I would expect it will be milestone based with the first funds released upon good Ph3 data this November / December. Yes, I know they already have EU approval, but company strength is bolstered by US approval too, and that's probably important to overall viability.

Royalty funding would be sufficient to allow the stock price to reflect data and, as long as the price is $10+, a sufficient number of warrant holders will exercise and allow the cash runway to extend past an FDA decision.

If the above plays out, then no new warrants issued. Obviously, other possibilities involve new dilution, including the issuance of warrants. The phrase -- the situation is fluid -- is appropriate here, in my view.

I still feel financing risk is the primary risk (vs clinical trial risk or even commercialization risk) though there is a reasonable shot at things playing out along this "happy path".
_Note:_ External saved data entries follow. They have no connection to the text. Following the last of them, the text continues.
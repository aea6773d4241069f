//! Starling application settings
use std::time::Duration;

use crate::broadcast::retry::RetryPolicy;

pub const APP_NAME: &str = env!("CARGO_PKG_NAME");
pub const APP_VERSION: &str = env!("CARGO_PKG_VERSION");

pub const DEFAULT_RETRY_DELAY_MS: &str = "5";
pub const DEFAULT_RPC_TIMEOUT_MS: &str = "10";
pub const DEFAULT_SYNC_INTERVAL_MS: &str = "500";

/// How a newly-learned value is delivered to each neighbor.
#[derive(Clone, Copy, Debug, PartialEq, Eq)]
pub enum DeliveryMode {
    /// RPC awaiting a broadcast_ok reply; retried on timeout until
    /// acknowledged. The retry loop ends once the neighbor confirms.
    Acked,
    /// Plain send with no reply awaited. Relies on anti-entropy sync to
    /// repair any delivery the network swallows.
    FireAndForget,
}

impl std::fmt::Display for DeliveryMode {
    fn fmt(&self, f: &mut std::fmt::Formatter<'_>) -> std::fmt::Result {
        match self {
            DeliveryMode::Acked => write!(f, "acked"),
            DeliveryMode::FireAndForget => write!(f, "fire-and-forget"),
        }
    }
}

impl std::str::FromStr for DeliveryMode {
    type Err = String;

    fn from_str(s: &str) -> Result<Self, Self::Err> {
        match s.to_lowercase().as_str() {
            "acked" => Ok(DeliveryMode::Acked),
            "fire-and-forget" | "fire_and_forget" => Ok(DeliveryMode::FireAndForget),
            _ => Err(format!("Invalid delivery mode: {}", s)),
        }
    }
}

/// When anti-entropy sync rounds happen.
///
/// `Interval` repairs divergence even when no new values arrive, so a
/// neighbor that was down through every retry window still catches up.
/// `OnBroadcast` piggy-backs full state on every dissemination event:
/// faster repair under traffic, no repair at all during quiet periods.
/// The two are alternatives, never combined.
#[derive(Clone, Copy, Debug, PartialEq, Eq)]
pub enum SyncTrigger {
    Interval,
    OnBroadcast,
}

impl std::fmt::Display for SyncTrigger {
    fn fmt(&self, f: &mut std::fmt::Formatter<'_>) -> std::fmt::Result {
        match self {
            SyncTrigger::Interval => write!(f, "interval"),
            SyncTrigger::OnBroadcast => write!(f, "on-broadcast"),
        }
    }
}

impl std::str::FromStr for SyncTrigger {
    type Err = String;

    fn from_str(s: &str) -> Result<Self, Self::Err> {
        match s.to_lowercase().as_str() {
            "interval" => Ok(SyncTrigger::Interval),
            "on-broadcast" | "on_broadcast" => Ok(SyncTrigger::OnBroadcast),
            _ => Err(format!("Invalid sync trigger: {}", s)),
        }
    }
}

#[derive(Clone, Debug)]
pub struct Settings {
    // How neighbor fan-out sends are delivered
    pub delivery_mode: DeliveryMode,

    // When anti-entropy sync rounds run
    pub sync_trigger: SyncTrigger,

    // Interval between sync rounds (interval trigger only)
    pub sync_interval_ms: u64,

    // Delay between fan-out retry attempts
    pub retry_delay_ms: u64,

    // Per-attempt timeout for acked fan-out sends
    pub rpc_timeout_ms: u64,

    // Cap on fan-out retry attempts; None retries until process shutdown
    pub retry_max_attempts: Option<u32>,
}

impl Default for Settings {
    fn default() -> Self {
        Self {
            delivery_mode: DeliveryMode::Acked,
            sync_trigger: SyncTrigger::Interval,
            sync_interval_ms: 500,
            retry_delay_ms: 5,
            rpc_timeout_ms: 10,
            retry_max_attempts: None,
        }
    }
}

impl Settings {
    pub fn sync_interval(&self) -> Duration {
        Duration::from_millis(self.sync_interval_ms)
    }

    /// The retry policy applied to every per-neighbor fan-out task.
    pub fn fan_out_retry_policy(&self) -> RetryPolicy {
        let mut policy = RetryPolicy::new(Duration::from_millis(self.retry_delay_ms));
        policy.max_attempts = self.retry_max_attempts;
        if self.delivery_mode == DeliveryMode::Acked {
            policy.attempt_timeout = Some(Duration::from_millis(self.rpc_timeout_ms));
        }
        policy
    }
}
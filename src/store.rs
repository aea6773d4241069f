//! Grow-only value store
//!
//! The deduplication ground truth for the broadcast protocol. Values are
//! opaque tokens; only identity matters. The set never shrinks, which is
//! what makes merge-by-union commutative and idempotent no matter how many
//! times or in what order a value arrives.
use std::collections::HashSet;
use std::sync::RwLock;

use serde::{Deserialize, Serialize};

/// An opaque broadcast value. Carried on the wire as a bare JSON number.
#[derive(
    Clone, Copy, Debug, PartialEq, Eq, Hash, PartialOrd, Ord, Serialize, Deserialize,
)]
#[serde(transparent)]
pub struct Value(pub i64);

impl std::fmt::Display for Value {
    fn fmt(&self, f: &mut std::fmt::Formatter<'_>) -> std::fmt::Result {
        write!(f, "{}", self.0)
    }
}

impl From<i64> for Value {
    fn from(v: i64) -> Self {
        Value(v)
    }
}

/// Concurrent set of every value this node has observed.
///
/// Writers exclude readers and other writers; readers run concurrently.
/// Callers need no external synchronization.
#[derive(Debug, Default)]
pub struct ValueStore {
    values: RwLock<HashSet<Value>>,
}

impl ValueStore {
    pub fn new() -> Self {
        Self::default()
    }

    /// Insert all given values. Already-present values are a no-op.
    /// Never fails: a poisoned lock still holds a usable grow-only set.
    pub fn store<I>(&self, values: I)
    where
        I: IntoIterator<Item = Value>,
    {
        let mut guard = match self.values.write() {
            Ok(guard) => guard,
            Err(poisoned) => poisoned.into_inner(),
        };
        guard.extend(values);
    }

    /// Insert a single value, reporting whether it was new.
    ///
    /// The check and the insert happen under one write lock, so exactly
    /// one of any set of concurrent duplicate deliveries observes `true`.
    /// That is what keeps fan-out at one round per value.
    pub fn insert(&self, value: Value) -> bool {
        let mut guard = match self.values.write() {
            Ok(guard) => guard,
            Err(poisoned) => poisoned.into_inner(),
        };
        guard.insert(value)
    }

    /// All values known so far, in no particular order. The store may grow
    /// immediately after this returns.
    pub fn snapshot(&self) -> Vec<Value> {
        let guard = match self.values.read() {
            Ok(guard) => guard,
            Err(poisoned) => poisoned.into_inner(),
        };
        guard.iter().copied().collect()
    }

    /// Pure membership query.
    pub fn seen(&self, value: Value) -> bool {
        let guard = match self.values.read() {
            Ok(guard) => guard,
            Err(poisoned) => poisoned.into_inner(),
        };
        guard.contains(&value)
    }

    pub fn len(&self) -> usize {
        let guard = match self.values.read() {
            Ok(guard) => guard,
            Err(poisoned) => poisoned.into_inner(),
        };
        guard.len()
    }

    pub fn is_empty(&self) -> bool {
        self.len() == 0
    }
}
Over 1 million shares traded today including after hours

Does anyone wish to speculate (or know) on how much financing they’ll pursue? $100MM or is it closer to 30-40MM?

@$5 (sweetheart deal) that’d be 20mm shares, maybe a warrant of 1:1 thrown in as sweetner?

The most volume today in over 5 1/2 months, since April 2. And after hours volume is blowing up!, Something is going on.

They may have work to do, but not as much work to do as they did with the original submission, which took 180 days. That’s more the point I was making. So you’re right they may not need the entire time, but it is the government so they probably will.